Sheath gas temperature

400 °C

Nozzle voltage

0 V

MS parameters

Scan type

Dynamic MRM

Pre-run script

SCP_MSDiverterValveToWaste() 
{MH_Acq_Scripts.exe}

Time segments

#1: 1.0 min - diverter valve to MS

Delta EMV (+)

0 V

Results and Discussion  

At low pH, morphine, codeine, and their derivatives were protonated at the tertiary amine group and were strongly retained on Plexa PCX polymeric sorbent by a combination of hydrophobic retention and a strong cation exchange.

A 100% methanol wash eliminated most matrix interferences without loss of opiates from the SPE column. A strong base was added to the organic eluent to break ionic interaction between the analytes and the strong cation exchange sorbent.
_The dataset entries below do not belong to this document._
use std::cmp::Ordering;

use base64::{Engine, engine::general_purpose::URL_SAFE_NO_PAD};
use chrono::{DateTime, Utc};
use rand::{Rng, distr::Alphanumeric};
use sha2::{Digest, Sha256};

use crate::{
    error::{Error, Result},
    types::{HistoryTableRow, TrackRecord},
};

pub fn generate_code_verifier() -> String {
    rand::rng()
        .sample_iter(&Alphanumeric)
        .take(128)
        .map(char::from)
        .collect()
}

pub fn generate_code_challenge(verifier: &str) -> String {
    let hash = Sha256::digest(verifier.as_bytes());
    URL_SAFE_NO_PAD.encode(hash)
}

/// Accepts a bare playlist id, a `spotify:playlist:` URI or an
/// `open.spotify.com/playlist/` link and returns the id.
///
/// Anything else, including ids with characters outside `[A-Za-z0-9]`, is
/// rejected with [`Error::Validation`] so it never ends up in a request path.
pub fn parse_playlist_id(input: &str) -> Result<String> {
    let input = input.trim();
    if input.is_empty() {
        return Err(Error::Validation("playlist id cannot be empty".to_string()));
    }

    let id = if let Some(rest) = input.strip_prefix("spotify:playlist:") {
        rest
    } else if let Some(pos) = input.find("/playlist/") {
        let rest = &input[pos + "/playlist/".len()..];
        rest.split(['?', '/', '#']).next().unwrap_or_default()
    } else {
        input
    };

    if id.is_empty() || !id.chars().all(|c| c.is_ascii_alphanumeric()) {
        return Err(Error::Validation(format!("invalid playlist id '{input}'")));
    }
    Ok(id.to_string())
}

pub fn format_last_played(last_played: Option<DateTime<Utc>>) -> String {
    match last_played {
        Some(at) => at.format("%Y-%m-%d %H:%M").to_string(),
        None => "never".to_string(),
    }
}

/// Most played first, then most recently played, then by track id.
pub fn sort_history(records: &mut [TrackRecord]) {
    records.sort_by(|a, b| match b.played_count.cmp(&a.played_count) {
        Ordering::Equal => b
            .last_played
            .cmp(&a.last_played)
            .then_with(|| a.track_id.cmp(&b.track_id)),
        other => other,
    });
}

pub fn history_rows(records: &[TrackRecord]) -> Vec<HistoryTableRow> {
    records
        .iter()
        .map(|r| HistoryTableRow {
            track: r.track_id.clone(),
            played: r.played_count,
            last_played: format_last_played(r.last_played),
        })
        .collect()
}
use thiserror::Error;

/// Errors surfaced before any comparison begins.
///
/// Configuration problems always fail fast; a partially processed comparison
/// is never returned. Type mismatches between a field value and its declared
/// kind are deliberately *not* represented here: the comparator excludes the
/// offending field from scoring for that pair instead of aborting.
#[derive(Debug, Clone, PartialEq, Error)]
pub enum MatchError {
    #[error("no field specs configured")]
    EmptyFieldSpecs,
    #[error("threshold '{name}' out of range: {value} (expected 0.0..=1.0)")]
    ThresholdOutOfRange { name: &'static str, value: f64 },
    #[error("max_candidates_per_record must be at least 1")]
    InvalidCandidateCap,
    #[error("field '{field}' has non-positive weight {weight}")]
    NonPositiveWeight { field: String, weight: f64 },
    #[error("{context} references field '{field}', which is not declared in any field spec")]
    UnknownField {
        field: String,
        context: &'static str,
    },
    #[error("primary field '{field}' must be declared with kind 'text'")]
    PrimaryFieldNotText { field: String },
}

pub type Result<T> = std::result::Result<T, MatchError>;
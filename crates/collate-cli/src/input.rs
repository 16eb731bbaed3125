//! Collection file parsing and validation.
//!
//! Schema validation and field typing happen here, before the engine is
//! invoked: the engine itself only accepts already-typed records. Each
//! collection file is a JSON array of flat objects with a string `id` and
//! scalar fields.

use std::collections::BTreeSet;
use std::fs;
use std::path::Path;

use anyhow::{Context, bail};
use serde_json::Value;
use tracing::debug;

use collate_model::{FieldKind, FieldSpec, FieldValue, MatchConfig, Record, TextMetric};

/// Built-in schema for game-style collections: title, year, platform.
pub fn default_config() -> MatchConfig {
    MatchConfig::new(
        vec![
            FieldSpec::text("title", 3.0, TextMetric::JaroWinkler),
            FieldSpec::numeric("year", 1.0, 5),
            FieldSpec::exact("platform", 1.0),
        ],
        "title",
        vec!["title".to_string(), "year".to_string()],
    )
}

/// Loads the match config from a file, or the built-in default.
pub fn load_config(path: Option<&Path>) -> anyhow::Result<MatchConfig> {
    let Some(path) = path else {
        return Ok(default_config());
    };
    let raw = fs::read_to_string(path)
        .with_context(|| format!("reading config {}", path.display()))?;
    let config: MatchConfig = serde_json::from_str(&raw)
        .with_context(|| format!("parsing config {}", path.display()))?;
    Ok(config)
}

/// Loads and validates one collection file.
pub fn load_collection(path: &Path, config: &MatchConfig) -> anyhow::Result<Vec<Record>> {
    let raw = fs::read_to_string(path)
        .with_context(|| format!("reading collection {}", path.display()))?;
    let value: Value = serde_json::from_str(&raw)
        .with_context(|| format!("parsing collection {}", path.display()))?;
    let records = parse_collection(&value, config)
        .with_context(|| format!("validating collection {}", path.display()))?;
    debug!(path = %path.display(), records = records.len(), "collection loaded");
    Ok(records)
}

/// Converts a parsed JSON array into typed records, enforcing unique string
/// ids and coercing declared numeric fields.
pub fn parse_collection(value: &Value, config: &MatchConfig) -> anyhow::Result<Vec<Record>> {
    let Some(items) = value.as_array() else {
        bail!("expected a JSON array of records");
    };
    let mut seen_ids = BTreeSet::new();
    let mut records = Vec::with_capacity(items.len());
    for (position, item) in items.iter().enumerate() {
        let Some(object) = item.as_object() else {
            bail!("record #{position} is not a JSON object");
        };
        let id = match object.get("id") {
            Some(Value::String(id)) if !id.is_empty() => id.clone(),
            Some(Value::Number(id)) => id.to_string(),
            _ => bail!("record #{position} has no usable 'id'"),
        };
        if !seen_ids.insert(id.clone()) {
            bail!("duplicate record id '{id}'");
        }
        let mut record = Record::new(id);
        for (name, field) in object {
            if name == "id" {
                continue;
            }
            if let Some(value) = field_value(name, field, config) {
                record.fields.insert(name.clone(), value);
            }
        }
        records.push(record);
    }
    Ok(records)
}

/// Types one JSON scalar. Nulls and structured values are dropped; the
/// engine treats missing fields as null anyway.
fn field_value(name: &str, raw: &Value, config: &MatchConfig) -> Option<FieldValue> {
    let declared = config.field_spec(name).map(|spec| spec.kind);
    match raw {
        Value::String(text) => {
            // Numeric-declared fields arriving as digit strings are coerced
            // here so the engine never sees the mismatch.
            if declared == Some(FieldKind::Numeric)
                && let Ok(number) = text.trim().parse::<i64>()
            {
                return Some(FieldValue::Integer(number));
            }
            if text.starts_with("http://") || text.starts_with("https://") {
                return Some(FieldValue::Url(text.clone()));
            }
            Some(FieldValue::Text(text.clone()))
        }
        Value::Number(number) => number.as_i64().map(FieldValue::Integer),
        _ => None,
    }
}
The opiates recovery was optimized with 20% NH₄OH added to methanol shortly before sample elution.

The Poroshell 120 EC-C18, 3 × 50 mm,
2.7 µm column provided excellent separation and peak shapes for opiates and potentially interfering compounds, with the analysis completed within 2.5 minutes (Figure 2). LC separation started with a low fraction of organic solvent (5%) to allow salts and other polar components of urine to elute at the beginning of the sample run. Each sample run started with diverting a first portion of flow (0 to 1 minutes) to waste to minimize source contamination. Data collection started at 1.0 minutes, immediately after the diverter valve switch. A flow rate of 0.8 mL/min allowed for short analysis and re‑equilibration times. 

The only partially unresolved pair in the chromatogram in Figure 2 were codeine and norcodeine (peaks 4 and 5), but because these compounds have different precursor ions and mass transitions, any possibility of interference of norcodeine signals with codeine quantitation was excluded.

In a separate experiment, Plexa PCX was tested for the possibility of norcodeine methylation and conversion to codeine. Test results were negative; no codeine was detected in negative urine samples that were spiked with norcodeine and then extracted using the method described in this application note. 

When testing for interferences, a dynamic MRM method using retention time and delta RT (time window) for a certain transition is recommended. However, when good separation from interferences is ensured, data collection for morphine and codeine and their ISTDs can be performed with normal MRM.

SAMHSA guidelines require the use of one quantifier and at least one qualifier ion for both target compound and ISTD. A third transition for the target analyte is provided (Table 1) for additional confidence. Agilent MassHunter Quantitative software calculates qualifier ion ratios, automatically highlighting those out of acceptable range. 

When processed according to the protocol, urine samples spiked with morphine-ß-3-glucuronide at 10,000 ng/mL showed 97 to 99.2% conversion to morphine. MS parameters for the detection of morphine-ß-3-glucuronide are included in Table 1 for analysts interested in testing the hydrolysis
efficiency. 

S/N ratios exceeding 150:1 were obtained for quantifier peaks of morphine and codeine at 200 ng/mL (Figure 3, panel 1 and 2 from the top). This illustrates the state-of-the-art performance of the Agilent 6460 Triple Quadrupole LC/MS system, capable of reliably detecting opiates at a small fraction of the SAMHSA cutoff.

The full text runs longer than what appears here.